__What you are asked to do__
Using the listing below, report each line holding the string "mpsc".

==================================================

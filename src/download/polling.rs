// image-downloader-core - download-and-persist engine for mobile hosts
// Copyright (C) 2025 Henning Berge
//
// This program is free software: you can redistribute it and/or modify
// it under the terms of the GNU General Public License as published by
// the Free Software Foundation, either version 3 of the License, or
// (at your option) any later version.
//
// This program is distributed in the hope that it will be useful,
// but WITHOUT ANY WARRANTY; without even the implied warranty of
// MERCHANTABILITY or FITNESS FOR A PARTICULAR PURPOSE. See the
// GNU General Public License for more details.
//
// You should have received a copy of the GNU General Public License
// along with this program. If not, see <https://www.gnu.org/licenses/>.


//! Adapter for engines that can only be polled
//!
//! The platform download manager exposes a status table, not a stream.
//! [`PolledEngine`] queries it at a fixed interval and turns changes into
//! the subscription interface the orchestrator consumes.

use crate::download::engine::{
    RawStatus, StatusReceiver, TransferEngine, TransferId, TransferTask, ERROR_UNKNOWN,
};
use crate::error::Result;
use async_trait::async_trait;
use std::sync::Arc;
use std::time::Duration;
use tokio::sync::mpsc;

/// Consecutive failed status queries before the transfer is reported failed
pub const MAX_QUERY_FAILURES: u32 = 3;

/// Snapshot-style engine
#[async_trait]
pub trait PollingBackend: Send + Sync + 'static {
    async fn enqueue(&self, task: TransferTask) -> Result<TransferId>;

    /// Current status, or None once the engine no longer tracks the transfer
    async fn query(&self, id: &TransferId) -> Result<Option<RawStatus>>;

    async fn cancel(&self, id: &TransferId) -> Result<()>;
}

/// [`TransferEngine`] over a [`PollingBackend`]
pub struct PolledEngine<B: PollingBackend> {
    backend: Arc<B>,
    interval: Duration,
}

impl<B: PollingBackend> PolledEngine<B> {
    pub fn new(backend: Arc<B>, interval: Duration) -> Self {
        Self { backend, interval }
    }

    pub fn backend(&self) -> &Arc<B> {
        &self.backend
    }
}

#[async_trait]
impl<B: PollingBackend> TransferEngine for PolledEngine<B> {
    async fn enqueue(&self, task: TransferTask) -> Result<TransferId> {
        self.backend.enqueue(task).await
    }

    async fn subscribe(&self, id: &TransferId) -> Result<StatusReceiver> {
        let (tx, rx) = mpsc::unbounded_channel();
        let backend = Arc::clone(&self.backend);
        let id = id.clone();
        let interval = self.interval;

        tokio::spawn(async move {
            poll_until_terminal(backend, id, interval, tx).await;
        });

        Ok(rx)
    }

    async fn cancel(&self, id: &TransferId) -> Result<()> {
        self.backend.cancel(id).await
    }
}

/// Poll until a terminal status, a vanished transfer, repeated query
/// failures or a dropped receiver
async fn poll_until_terminal<B: PollingBackend>(
    backend: Arc<B>,
    id: TransferId,
    interval: Duration,
    tx: mpsc::UnboundedSender<RawStatus>,
) {
    let mut ticker = tokio::time::interval(interval);
    let mut last: Option<RawStatus> = None;
    let mut failures = 0;

    loop {
        ticker.tick().await;

        if tx.is_closed() {
            return;
        }

        let status = match backend.query(&id).await {
            Ok(Some(status)) => status,
            Ok(None) => {
                log::warn!("Transfer {} is no longer tracked by the engine", id);
                let _ = tx.send(RawStatus::failed(
                    ERROR_UNKNOWN,
                    Some("transfer no longer tracked".to_string()),
                ));
                return;
            }
            Err(e) => {
                failures += 1;
                log::warn!(
                    "Status query for {} failed ({}/{}): {}",
                    id,
                    failures,
                    MAX_QUERY_FAILURES,
                    e
                );
                if failures >= MAX_QUERY_FAILURES {
                    let _ = tx.send(RawStatus::failed(ERROR_UNKNOWN, Some(e.to_string())));
                    return;
                }
                continue;
            }
        };
        failures = 0;

        if last.as_ref() == Some(&status) {
            continue;
        }

        let terminal = status.state.is_terminal();
        if tx.send(status.clone()).is_err() || terminal {
            return;
        }
        last = Some(status);
    }
}

#[cfg(test)]
mod tests {
    use super::*;
    use crate::download::engine::RawState;
    use crate::error::DownloaderError;
    use std::collections::VecDeque;
    use std::sync::atomic::{AtomicU32, Ordering};
    use std::sync::Mutex;

    /// Replays a fixed list of snapshots, one per query
    struct ScriptedBackend {
        snapshots: Mutex<VecDeque<Option<RawStatus>>>,
    }

    #[async_trait]
    impl PollingBackend for ScriptedBackend {
        async fn enqueue(&self, _task: TransferTask) -> Result<TransferId> {
            Ok(TransferId::new("42"))
        }

        async fn query(&self, _id: &TransferId) -> Result<Option<RawStatus>> {
            let mut snapshots = self.snapshots.lock().unwrap();
            Ok(snapshots.pop_front().unwrap_or(None))
        }

        async fn cancel(&self, _id: &TransferId) -> Result<()> {
            Ok(())
        }
    }

    /// Query fails for the first `failures` calls, then reports success
    struct FlakyBackend {
        failures: u32,
        calls: AtomicU32,
    }

    #[async_trait]
    impl PollingBackend for FlakyBackend {
        async fn enqueue(&self, _task: TransferTask) -> Result<TransferId> {
            Ok(TransferId::new("7"))
        }

        async fn query(&self, _id: &TransferId) -> Result<Option<RawStatus>> {
            if self.calls.fetch_add(1, Ordering::SeqCst) < self.failures {
                return Err(DownloaderError::InvalidState("host detached".to_string()));
            }
            Ok(Some(RawStatus::successful(5)))
        }

        async fn cancel(&self, _id: &TransferId) -> Result<()> {
            Ok(())
        }
    }

    fn flaky(failures: u32) -> PolledEngine<FlakyBackend> {
        PolledEngine::new(
            Arc::new(FlakyBackend {
                failures,
                calls: AtomicU32::new(0),
            }),
            Duration::from_millis(1),
        )
    }

    fn engine(snapshots: Vec<Option<RawStatus>>) -> PolledEngine<ScriptedBackend> {
        PolledEngine::new(
            Arc::new(ScriptedBackend {
                snapshots: Mutex::new(snapshots.into()),
            }),
            Duration::from_millis(1),
        )
    }

    async fn collect(mut rx: StatusReceiver) -> Vec<RawStatus> {
        let mut out = Vec::new();
        while let Some(status) = rx.recv().await {
            out.push(status);
        }
        out
    }

    #[tokio::test]
    async fn test_unchanged_snapshots_are_skipped() {
        let engine = engine(vec![
            Some(RawStatus::pending()),
            Some(RawStatus::pending()),
            Some(RawStatus::running(10, Some(100))),
            Some(RawStatus::running(10, Some(100))),
            Some(RawStatus::successful(100)),
            Some(RawStatus::running(0, None)),
        ]);

        let rx = engine.subscribe(&TransferId::new("42")).await.unwrap();
        let states: Vec<RawState> = collect(rx).await.into_iter().map(|s| s.state).collect();

        assert_eq!(
            states,
            vec![RawState::Pending, RawState::Running, RawState::Successful]
        );
    }

    #[tokio::test]
    async fn test_vanished_transfer_fails() {
        let engine = engine(vec![Some(RawStatus::pending()), None]);

        let rx = engine.subscribe(&TransferId::new("42")).await.unwrap();
        let statuses = collect(rx).await;

        assert_eq!(statuses.len(), 2);
        assert_eq!(statuses[1].state, RawState::Failed);
        assert_eq!(statuses[1].reason, Some(ERROR_UNKNOWN));
    }

    #[tokio::test]
    async fn test_persistent_query_errors_fail_the_transfer() {
        let engine = flaky(u32::MAX);

        let rx = engine.subscribe(&TransferId::new("7")).await.unwrap();
        let statuses = tokio::time::timeout(Duration::from_secs(2), collect(rx))
            .await
            .expect("status stream must end");

        assert_eq!(statuses.len(), 1);
        assert_eq!(statuses[0].state, RawState::Failed);
        assert_eq!(statuses[0].reason, Some(ERROR_UNKNOWN));
        assert_eq!(
            engine.backend().calls.load(Ordering::SeqCst),
            MAX_QUERY_FAILURES
        );
    }

    #[tokio::test]
    async fn test_transient_query_errors_are_tolerated() {
        let engine = flaky(MAX_QUERY_FAILURES - 1);

        let rx = engine.subscribe(&TransferId::new("7")).await.unwrap();
        let states: Vec<RawState> = collect(rx).await.into_iter().map(|s| s.state).collect();

        assert_eq!(states, vec![RawState::Successful]);
    }
}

==================================================

__Result for this exercise__
use tokio::sync::mpsc;
        let (tx, rx) = mpsc::unbounded_channel();
    tx: mpsc::UnboundedSender<RawStatus>,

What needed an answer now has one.